The current Working Families Tax Credit (WFTC) is a tax credit for families with children, and the Disabled Person’s Tax Credit (DPTC) is a tax credit for people with disabilities. In 2003, the children’s elements in these will be combined with other payments for children to form the Child Tax Credit, and what’s left of WFTC and DPTC will be integrated with each other to create a tax credit for adults which will be extended to people without children.
As with the WFTC, the ETC will be means-tested against family income and will be withdrawn as income rises; and, like WFTC, it will be delivered through the pay-packet.
The authors suggest that to extend an employment tax credit to all working adults ( – though effectively only to low-paid working adults because of the credit’s withdrawal as income rises) might create disincentives where they do not currently exist: “It would be unfortunate if the deployment of a particular safety net discouraged behaviour that might reduce the need to use it” (p.10). Whilst recognising that the ETC will increase the incomes of some low-paid adults, the authors are concerned that wages might end up lower (because low wages will be subsidised by ETC), that means-testing might reduce people’s willingness to seek new skills, that it could deter one partner from seeking employment (because the amount paid will be based on a family means test), and that new complexities will be added to an already over-complex tax and benefits system.
A particular concern is that take-up will not be 100% (take-up of WFTC is already low, largely because employees don’t want employers to know their financial situation); another is that small employers will find administration of the system burdensome; another that the family means test will affect intra-family relationships across a broader range of family types than WFTC and DPTC do between them; and yet another is that shifting family patterns will create administrative problems.
The paper explores issues related to details which the government will need to consider: for instance, if there is a cut-off at a particular number of hours worked, then employment patterns will be changed by the tax credit. If the taper is sharp, then many people might reduce their hours to below the threshold.
The major problem, though, is that of incentives: “Whatever the structure of the ETC, it is impossible to escape entirely the effect on incentives and opportunities of encouraging people to work for earnings that need to be topped up on a means-tested basis in order to create an acceptable standard of living.
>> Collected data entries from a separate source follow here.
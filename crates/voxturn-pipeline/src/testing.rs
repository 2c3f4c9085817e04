//! Scripted engines shared by the unit tests in this crate.

use crate::coordinator::ConversationCoordinator;
use async_trait::async_trait;
use std::sync::atomic::{AtomicBool, AtomicU64, AtomicUsize, Ordering};
use std::sync::{Arc, Mutex};
use std::time::Duration;
use tokio::time::Instant;
use voxturn_audio::{SyntheticCodec, VoiceActivityGate};
use voxturn_core::{
    AudioChunk, CollaboratorError, ConversationConfig, EngineError, EngineKind, EngineSpec,
    HostAccelerator, LatencyConfig, RecoveryConfig, Stage, VoiceProfile,
};
use voxturn_engine::{
    text_codes, BackendRegistry, ContextTurn, EngineBackend, EngineHandle, EngineInstance,
    EngineLifecycleManager, LoadedEngine, ResourceBudgetTracker, ResponseGenerator,
    SynthesisOutput, Synthesizer, Transcriber, Transcription,
};
use voxturn_monitor::{LatencyMonitor, RecoveryManager};

pub(crate) fn speech_chunk(id: u64) -> AudioChunk {
    let samples = (0..8000)
        .map(|i| 0.3 * (2.0 * std::f32::consts::PI * 200.0 * i as f32 / 16000.0).sin())
        .collect();
    AudioChunk {
        id,
        samples,
        sample_rate: 16000,
        channels: 1,
    }
}

/// One engine that can play any role. Behavior is switched at runtime.
#[derive(Default)]
pub(crate) struct ScriptedEngine {
    calls: AtomicUsize,
    in_flight: AtomicUsize,
    max_in_flight: AtomicUsize,
    delay_ms: AtomicU64,
    silence: AtomicBool,
    failure: Mutex<Option<String>>,
    codes: Mutex<Option<Vec<i64>>>,
}

impl ScriptedEngine {
    pub(crate) fn calls(&self) -> usize {
        self.calls.load(Ordering::SeqCst)
    }

    pub(crate) fn max_in_flight(&self) -> usize {
        self.max_in_flight.load(Ordering::SeqCst)
    }

    pub(crate) fn fail_with(&self, message: &str) {
        *self.failure.lock().unwrap() = Some(message.to_string());
    }

    pub(crate) fn delay(&self, ms: u64) {
        self.delay_ms.store(ms, Ordering::SeqCst);
    }

    pub(crate) fn report_silence(&self) {
        self.silence.store(true, Ordering::SeqCst);
    }

    pub(crate) fn emit_codes(&self, codes: Vec<i64>) {
        *self.codes.lock().unwrap() = Some(codes);
    }

    async fn enter(&self, stage: Stage) -> Result<(), CollaboratorError> {
        self.calls.fetch_add(1, Ordering::SeqCst);
        let now = self.in_flight.fetch_add(1, Ordering::SeqCst) + 1;
        self.max_in_flight.fetch_max(now, Ordering::SeqCst);

        let delay = self.delay_ms.load(Ordering::SeqCst);
        if delay > 0 {
            tokio::time::sleep(Duration::from_millis(delay)).await;
        }
        self.in_flight.fetch_sub(1, Ordering::SeqCst);

        match self.failure.lock().unwrap().clone() {
            Some(message) => Err(CollaboratorError::failed(stage, message)),
            None => Ok(()),
        }
    }
}

#[async_trait]
impl Transcriber for ScriptedEngine {
    fn name(&self) -> &str {
        "scripted"
    }

    async fn transcribe(
        &self,
        _audio: &AudioChunk,
        _deadline: Instant,
    ) -> Result<Transcription, CollaboratorError> {
        self.enter(Stage::Transcription).await?;
        if self.silence.load(Ordering::SeqCst) {
            return Ok(Transcription::silence());
        }
        Ok(Transcription::speech("hello there"))
    }
}

#[async_trait]
impl ResponseGenerator for ScriptedEngine {
    fn name(&self) -> &str {
        "scripted"
    }

    async fn generate(
        &self,
        text: &str,
        _context: &[ContextTurn],
        _deadline: Instant,
    ) -> Result<String, CollaboratorError> {
        self.enter(Stage::Response).await?;
        Ok(format!("echo: {text}"))
    }
}

#[async_trait]
impl Synthesizer for ScriptedEngine {
    fn name(&self) -> &str {
        "scripted"
    }

    async fn synthesize(
        &self,
        text: &str,
        _voice: &VoiceProfile,
        _deadline: Instant,
    ) -> Result<SynthesisOutput, CollaboratorError> {
        self.enter(Stage::Synthesis).await?;
        let tokens = self
            .codes
            .lock()
            .unwrap()
            .clone()
            .unwrap_or_else(|| text_codes(text));
        Ok(SynthesisOutput {
            tokens,
            sample_rate: 24000,
        })
    }
}

struct ScriptedBackend {
    transcriber: Arc<ScriptedEngine>,
    generator: Arc<ScriptedEngine>,
    synthesizer: Arc<ScriptedEngine>,
}

#[async_trait]
impl EngineBackend for ScriptedBackend {
    fn name(&self) -> &str {
        "scripted"
    }

    async fn load(&self, spec: &EngineSpec) -> Result<LoadedEngine, EngineError> {
        let instance = match spec.kind {
            EngineKind::Transcription => EngineInstance::Transcriber(self.transcriber.clone()),
            EngineKind::Response => EngineInstance::Generator(self.generator.clone()),
            EngineKind::Synthesis => EngineInstance::Synthesizer(self.synthesizer.clone()),
        };
        Ok(LoadedEngine {
            instance,
            memory_used_gb: spec.estimated_gb,
        })
    }

    async fn unload(&self, _handle: &EngineHandle) -> Result<(), EngineError> {
        Ok(())
    }

    async fn verify(&self, _handle: &EngineHandle) -> Result<(), EngineError> {
        Ok(())
    }
}

pub(crate) struct Harness {
    pub(crate) coordinator: Arc<ConversationCoordinator>,
    pub(crate) manager: Arc<EngineLifecycleManager>,
    pub(crate) recovery: Arc<RecoveryManager>,
    pub(crate) transcriber: Arc<ScriptedEngine>,
    pub(crate) generator: Arc<ScriptedEngine>,
    pub(crate) synthesizer: Arc<ScriptedEngine>,
}

impl Harness {
    pub(crate) fn unstarted() -> Self {
        Self::with_config(ConversationConfig::default())
    }

    pub(crate) async fn started() -> Self {
        Self::started_with(ConversationConfig::default()).await
    }

    pub(crate) async fn started_with(config: ConversationConfig) -> Self {
        let harness = Self::with_config(config);
        harness.manager.initialize_all(&specs()).await.unwrap();
        harness
    }

    pub(crate) fn with_config(config: ConversationConfig) -> Self {
        let transcriber = Arc::new(ScriptedEngine::default());
        let generator = Arc::new(ScriptedEngine::default());
        let synthesizer = Arc::new(ScriptedEngine::default());

        let mut registry = BackendRegistry::new();
        registry.register(Arc::new(ScriptedBackend {
            transcriber: transcriber.clone(),
            generator: generator.clone(),
            synthesizer: synthesizer.clone(),
        }));

        let accelerator = Arc::new(HostAccelerator::new());
        let budget = Arc::new(ResourceBudgetTracker::new(16.0, accelerator.clone()));
        let manager = Arc::new(EngineLifecycleManager::new(budget, registry));
        let monitor = Arc::new(LatencyMonitor::new(LatencyConfig::default()));
        let recovery = Arc::new(RecoveryManager::with_defaults(
            RecoveryConfig {
                memory_pause_ms: 1,
                stabilization_ms: 1,
                network_delay_ms: 1,
                ..RecoveryConfig::default()
            },
            accelerator,
            monitor.clone(),
        ));

        let coordinator = Arc::new(ConversationCoordinator::new(
            VoiceActivityGate::default(),
            Arc::new(SyntheticCodec::new()),
            manager.clone(),
            monitor,
            recovery.clone(),
            config,
        ));

        Self {
            coordinator,
            manager,
            recovery,
            transcriber,
            generator,
            synthesizer,
        }
    }
}

fn specs() -> Vec<EngineSpec> {
    vec![
        EngineSpec::new("stt", EngineKind::Transcription, 2.0).with_backend("scripted"),
        EngineSpec::new("llm", EngineKind::Response, 4.0).with_backend("scripted"),
        EngineSpec::new("tts", EngineKind::Synthesis, 1.0).with_backend("scripted"),
    ]
}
Under a system of means-tested supplementation, attempts to overcome disincentives are inevitably traded off against other objectives, such as responsiveness, ease of administration and lack of intrusiveness for claimants,” (pp.21f).
The paper suggests that a major reason for ETC is the government’s desire to reduce the number of people receiving cash benefits (though the new Child Tax Credit is to be paid as a benefit to the main carer), and also suggests that the distinction between receiving money as a cash benefit and receiving it through the tax system is more important to the government than to claimants.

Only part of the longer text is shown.